*** SUPPLIED DATA
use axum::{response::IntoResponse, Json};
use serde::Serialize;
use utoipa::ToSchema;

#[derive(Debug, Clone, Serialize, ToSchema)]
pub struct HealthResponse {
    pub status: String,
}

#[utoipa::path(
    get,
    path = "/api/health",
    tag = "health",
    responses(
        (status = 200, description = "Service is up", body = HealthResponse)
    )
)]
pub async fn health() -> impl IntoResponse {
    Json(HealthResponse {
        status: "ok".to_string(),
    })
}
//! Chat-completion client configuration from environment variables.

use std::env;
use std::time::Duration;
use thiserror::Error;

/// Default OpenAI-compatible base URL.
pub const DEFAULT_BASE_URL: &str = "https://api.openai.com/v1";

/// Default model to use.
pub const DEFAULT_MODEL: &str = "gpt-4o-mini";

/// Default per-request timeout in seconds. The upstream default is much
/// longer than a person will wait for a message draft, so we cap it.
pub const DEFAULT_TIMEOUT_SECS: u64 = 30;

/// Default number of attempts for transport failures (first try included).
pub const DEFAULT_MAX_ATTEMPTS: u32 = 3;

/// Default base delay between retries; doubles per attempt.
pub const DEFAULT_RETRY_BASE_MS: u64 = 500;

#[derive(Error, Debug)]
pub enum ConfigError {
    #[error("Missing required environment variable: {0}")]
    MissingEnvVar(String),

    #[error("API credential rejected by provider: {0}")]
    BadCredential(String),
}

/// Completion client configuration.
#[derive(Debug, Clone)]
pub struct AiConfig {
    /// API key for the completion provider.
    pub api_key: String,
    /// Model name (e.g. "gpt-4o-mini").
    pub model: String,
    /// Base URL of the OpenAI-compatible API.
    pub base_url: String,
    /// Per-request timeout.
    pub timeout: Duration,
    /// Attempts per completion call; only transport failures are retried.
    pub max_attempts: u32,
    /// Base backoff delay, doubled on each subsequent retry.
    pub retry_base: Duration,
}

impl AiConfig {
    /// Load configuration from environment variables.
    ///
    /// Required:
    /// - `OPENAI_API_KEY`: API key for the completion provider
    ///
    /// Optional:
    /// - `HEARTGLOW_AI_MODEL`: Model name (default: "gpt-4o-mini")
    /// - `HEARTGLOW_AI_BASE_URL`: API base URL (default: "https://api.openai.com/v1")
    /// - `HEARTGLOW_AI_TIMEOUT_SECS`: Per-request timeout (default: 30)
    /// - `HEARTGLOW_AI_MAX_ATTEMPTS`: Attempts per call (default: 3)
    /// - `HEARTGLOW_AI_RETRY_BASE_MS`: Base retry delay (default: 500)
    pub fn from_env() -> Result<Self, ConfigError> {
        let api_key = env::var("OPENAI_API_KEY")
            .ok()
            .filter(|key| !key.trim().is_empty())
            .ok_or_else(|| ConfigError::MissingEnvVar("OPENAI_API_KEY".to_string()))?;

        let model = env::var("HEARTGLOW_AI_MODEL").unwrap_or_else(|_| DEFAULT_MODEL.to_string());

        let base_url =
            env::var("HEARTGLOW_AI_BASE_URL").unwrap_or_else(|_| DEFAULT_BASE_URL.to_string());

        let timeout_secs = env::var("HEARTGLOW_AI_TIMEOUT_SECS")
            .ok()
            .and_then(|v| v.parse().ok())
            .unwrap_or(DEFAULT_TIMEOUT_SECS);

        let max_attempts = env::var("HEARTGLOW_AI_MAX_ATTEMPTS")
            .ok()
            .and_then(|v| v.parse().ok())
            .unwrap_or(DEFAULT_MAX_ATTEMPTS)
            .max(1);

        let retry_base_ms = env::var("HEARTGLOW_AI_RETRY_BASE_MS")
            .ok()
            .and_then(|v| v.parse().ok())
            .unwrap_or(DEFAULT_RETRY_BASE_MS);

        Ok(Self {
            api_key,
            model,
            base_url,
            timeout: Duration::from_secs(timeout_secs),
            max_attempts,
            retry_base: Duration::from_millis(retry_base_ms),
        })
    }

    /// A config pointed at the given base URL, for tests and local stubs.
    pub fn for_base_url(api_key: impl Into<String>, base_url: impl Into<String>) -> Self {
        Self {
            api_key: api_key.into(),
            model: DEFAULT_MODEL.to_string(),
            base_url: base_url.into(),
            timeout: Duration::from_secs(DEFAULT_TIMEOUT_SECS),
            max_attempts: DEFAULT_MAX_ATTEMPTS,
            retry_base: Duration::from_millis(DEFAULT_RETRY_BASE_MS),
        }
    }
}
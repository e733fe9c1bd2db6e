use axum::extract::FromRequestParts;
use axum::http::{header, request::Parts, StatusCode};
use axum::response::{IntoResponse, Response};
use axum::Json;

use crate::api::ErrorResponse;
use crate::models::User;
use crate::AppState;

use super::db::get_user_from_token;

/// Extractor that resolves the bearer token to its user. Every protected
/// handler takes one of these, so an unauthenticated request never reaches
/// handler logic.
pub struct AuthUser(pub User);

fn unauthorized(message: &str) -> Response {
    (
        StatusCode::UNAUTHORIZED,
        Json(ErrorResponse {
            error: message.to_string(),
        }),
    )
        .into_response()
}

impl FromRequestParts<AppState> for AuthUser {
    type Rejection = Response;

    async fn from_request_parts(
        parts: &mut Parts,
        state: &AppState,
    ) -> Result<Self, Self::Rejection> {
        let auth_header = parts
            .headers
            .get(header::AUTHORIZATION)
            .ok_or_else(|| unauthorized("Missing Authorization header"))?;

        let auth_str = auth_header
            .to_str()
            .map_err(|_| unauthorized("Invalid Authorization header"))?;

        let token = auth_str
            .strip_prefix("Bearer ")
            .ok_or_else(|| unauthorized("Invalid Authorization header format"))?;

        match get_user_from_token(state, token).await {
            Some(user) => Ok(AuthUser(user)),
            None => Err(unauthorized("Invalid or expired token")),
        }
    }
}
******
*** SUPPLIED DATA
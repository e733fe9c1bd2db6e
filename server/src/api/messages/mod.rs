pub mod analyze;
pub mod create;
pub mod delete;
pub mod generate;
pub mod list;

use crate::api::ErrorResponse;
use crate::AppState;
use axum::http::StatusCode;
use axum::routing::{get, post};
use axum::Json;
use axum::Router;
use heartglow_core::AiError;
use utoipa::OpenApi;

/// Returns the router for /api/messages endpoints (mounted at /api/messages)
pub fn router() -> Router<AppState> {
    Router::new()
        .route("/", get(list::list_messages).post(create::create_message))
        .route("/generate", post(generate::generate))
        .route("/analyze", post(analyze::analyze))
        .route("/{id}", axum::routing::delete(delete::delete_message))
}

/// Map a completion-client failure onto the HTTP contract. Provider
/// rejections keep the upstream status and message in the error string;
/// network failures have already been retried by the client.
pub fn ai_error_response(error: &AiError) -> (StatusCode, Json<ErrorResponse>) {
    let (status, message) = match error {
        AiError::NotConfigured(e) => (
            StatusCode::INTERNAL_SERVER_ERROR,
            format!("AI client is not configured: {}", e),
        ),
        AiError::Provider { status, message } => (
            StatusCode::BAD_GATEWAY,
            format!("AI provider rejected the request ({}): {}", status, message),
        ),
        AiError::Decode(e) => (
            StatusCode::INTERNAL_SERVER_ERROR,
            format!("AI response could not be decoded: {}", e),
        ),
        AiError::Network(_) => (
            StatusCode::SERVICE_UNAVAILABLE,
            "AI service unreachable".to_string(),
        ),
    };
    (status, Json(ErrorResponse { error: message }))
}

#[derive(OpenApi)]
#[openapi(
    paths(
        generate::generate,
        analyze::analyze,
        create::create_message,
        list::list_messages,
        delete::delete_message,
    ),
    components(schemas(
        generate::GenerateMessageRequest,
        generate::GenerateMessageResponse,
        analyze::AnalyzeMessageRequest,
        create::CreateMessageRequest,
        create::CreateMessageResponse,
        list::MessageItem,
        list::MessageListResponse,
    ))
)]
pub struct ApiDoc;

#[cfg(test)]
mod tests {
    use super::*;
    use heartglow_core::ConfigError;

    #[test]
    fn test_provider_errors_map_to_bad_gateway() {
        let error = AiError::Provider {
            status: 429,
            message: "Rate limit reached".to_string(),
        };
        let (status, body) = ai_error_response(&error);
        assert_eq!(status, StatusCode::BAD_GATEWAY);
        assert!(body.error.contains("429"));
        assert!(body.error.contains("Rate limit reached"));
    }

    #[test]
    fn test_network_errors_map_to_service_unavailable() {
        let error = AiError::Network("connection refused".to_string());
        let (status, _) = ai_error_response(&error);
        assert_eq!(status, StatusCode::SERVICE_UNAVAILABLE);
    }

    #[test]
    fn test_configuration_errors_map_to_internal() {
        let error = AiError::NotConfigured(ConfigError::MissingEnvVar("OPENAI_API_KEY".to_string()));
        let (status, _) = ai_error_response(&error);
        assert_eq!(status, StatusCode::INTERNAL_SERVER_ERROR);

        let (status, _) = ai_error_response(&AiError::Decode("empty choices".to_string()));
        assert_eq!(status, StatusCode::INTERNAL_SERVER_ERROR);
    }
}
******
HOW TO COMPLETE THIS TASK: The expected output is every line of the records in which the string "impl" appears.

YOUR RESPONSE:
pub async fn health() -> impl IntoResponse {
impl AiConfig {
    pub fn for_base_url(api_key: impl Into<String>, base_url: impl Into<String>) -> Self {
impl FromRequestParts<AppState> for AuthUser {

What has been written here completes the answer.